Selon le rapport, « le caractère transnational des acteurs, la porosité des frontières ainsi que la réduction de l’espace par les moyens de communication modernes semblent favoriser l’expansion du phénomène djihadiste dans la sous-région ouest-africaine », et donc au Sénégal. Comment expliquer cette contagion alors que le terrain idéologique n’était pas a priori propice ? Surtout quand on sait que les djihadistes opérant au Mali sont foncièrement opposés à l’islam de type confrérique longtemps dominant au Sénégal.
« Le rempart que constitueraient les marabouts et les confréries ne peut plus convaincre en raison de la contestation dont elles [les confréries] font l’objet en leur sein même et du fait de la fragmentation de l’autorité des califes, de l’existence de groupes situés à leurs périphéries, composés d’éléments quasiment embrigadés sous l’égide de chefs charismatiques », expliquent les rédacteurs du document.
Trois raisons sont généralement avancées pour expliquer comment le Sénégal est devenu une cible pour les groupes djihadistes. La première tient aux choix du pays en matière de politique étrangère, largement en faveur des thèses occidentales, principalement étasuniennes et françaises. De plus en plus de jeunes fanatisés par de nouveaux prédicateurs considèrent dès lors le Sénégal comme un pays impie, qui s’est associé aux États « mécréants » pour tuer des musulmans ayant pour seul crime de vouloir instaurer la loi islamique en terre musulmane.
« Je suis prêt à m’enrôler pour soutenir les djihadistes au Mali », lance un des jeunes Sénégalais interrogés par les auteurs du rapport. Pour lui, « les islamistes mènent un djihad dans le nord du Mali qui doit s’étendre sur l’ensemble du territoire malien pour gagner toute l’Afrique de l’Ouest ». Une posture proche du programme d’action d’un mouvement comme le Mouvement pour l’unicité et le jihad en Afrique de l’Ouest (Mujao).

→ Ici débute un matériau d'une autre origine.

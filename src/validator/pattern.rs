//! Regular expression validators

use super::Validator;
use once_cell::sync::Lazy;
use regex::Regex;

static EMAIL_PATTERN: Lazy<Regex> = Lazy::new(|| {
    Regex::new(r"^[a-zA-Z0-9!#$%&'*+/=?^_`{|}~-]+(?:\.[a-zA-Z0-9!#$%&'*+/=?^_`{|}~-]+)*@[a-zA-Z0-9](?:[a-zA-Z0-9-]{0,61}[a-zA-Z0-9])?(?:\.[a-zA-Z0-9](?:[a-zA-Z0-9-]{0,61}[a-zA-Z0-9])?)+$")
        .expect("email pattern is a valid regex")
});

/// Validator that a string matches a compiled pattern.
///
/// Uses [`Regex::is_match`], so the pattern only needs to match somewhere in
/// the value; anchor it with `^...$` to match the whole string.
///
/// # Example
///
/// ```rust
/// use fieldcheck::validator::*;
/// use regex::Regex;
///
/// let zip = Match::new(Regex::new(r"^\d{5}$").unwrap());
/// assert!(zip.is_satisfied("12345"));
/// assert!(!zip.is_satisfied("1234a"));
/// assert_eq!(Validator::<str>::default_message(&zip), r"Must match ^\d{5}$");
/// ```
#[derive(Clone, Debug)]
pub struct Match(pub Regex);

impl Match {
    /// Create a validator from a compiled pattern.
    pub fn new(pattern: Regex) -> Self {
        Match(pattern)
    }

    /// The underlying pattern.
    pub fn pattern(&self) -> &Regex {
        &self.0
    }
}

impl<S: AsRef<str> + ?Sized> Validator<S> for Match {
    #[inline]
    fn is_satisfied(&self, value: &S) -> bool {
        self.0.is_match(value.as_ref())
    }

    fn default_message(&self) -> String {
        format!("Must match {}", self.0.as_str())
    }
}

/// Validator that a string is a plausible e-mail address.
///
/// Delegates to a [`Match`] over a built-in pattern anchored at both ends.
/// The local part is a run of atoms separated by single dots, so leading,
/// trailing and doubled dots are rejected. The domain needs at least one dot,
/// so single-label hosts like `localhost` are rejected. Quoted local parts and
/// IP-literal domains are not supported; use [`Match`] with your own pattern
/// when those matter.
///
/// # Example
///
/// ```rust
/// use fieldcheck::validator::*;
///
/// assert!(Email::new().is_satisfied("user@example.com"));
/// assert!(!Email::new().is_satisfied("user@"));
/// assert!(!Email::new().is_satisfied("not an email"));
/// assert!(!Email::new().is_satisfied("a..b@example.com"));
/// assert!(!Email::new().is_satisfied("admin@localhost"));
/// ```
#[derive(Clone, Debug)]
pub struct Email(Match);

impl Email {
    /// Create an e-mail validator using the built-in pattern.
    pub fn new() -> Self {
        Email(Match(EMAIL_PATTERN.clone()))
    }
}

impl Default for Email {
    fn default() -> Self {
        Self::new()
    }
}

impl<S: AsRef<str> + ?Sized> Validator<S> for Email {
    #[inline]
    fn is_satisfied(&self, value: &S) -> bool {
        self.0.is_satisfied(value)
    }

    fn default_message(&self) -> String {
        "Must be a valid email address".to_string()
    }
}
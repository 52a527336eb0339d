//! Validation context, results and errors
//!
//! This module provides:
//! - [`Validation`], the context that runs validators and accumulates errors
//! - [`ValidationResult`], the per-check outcome with the message override path
//! - [`ValidationError`], the recorded failure message

mod context;
mod error;
mod result;

#[cfg(feature = "serde")]
mod serde_impl;

pub use context::Validation;
pub use error::ValidationError;
pub use result::ValidationResult;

L’idée d’un État sénégalais « impie » et « allié de l’Occident » revient souvent, peut-on lire dans le document : « Nos États sont souillés et dirigés par des mécréants », répètent des personnes interrogées, souvent proches du courant salafiste ou membres d’organisations islamiques qui ont pignon sur rue. Ce soutien est également partagé par certains étudiants qui n’ont pas tous accepté de répondre au questionnaire, de prime abord, arguant finalement : « L’Occident combat l’islam. Ce qui se passe au Mali est inacceptable ; la France appuyée par des mécréants combat l’islam et les musulmans. C’est la responsabilité de tous d’apporter un soutien à ces derniers. »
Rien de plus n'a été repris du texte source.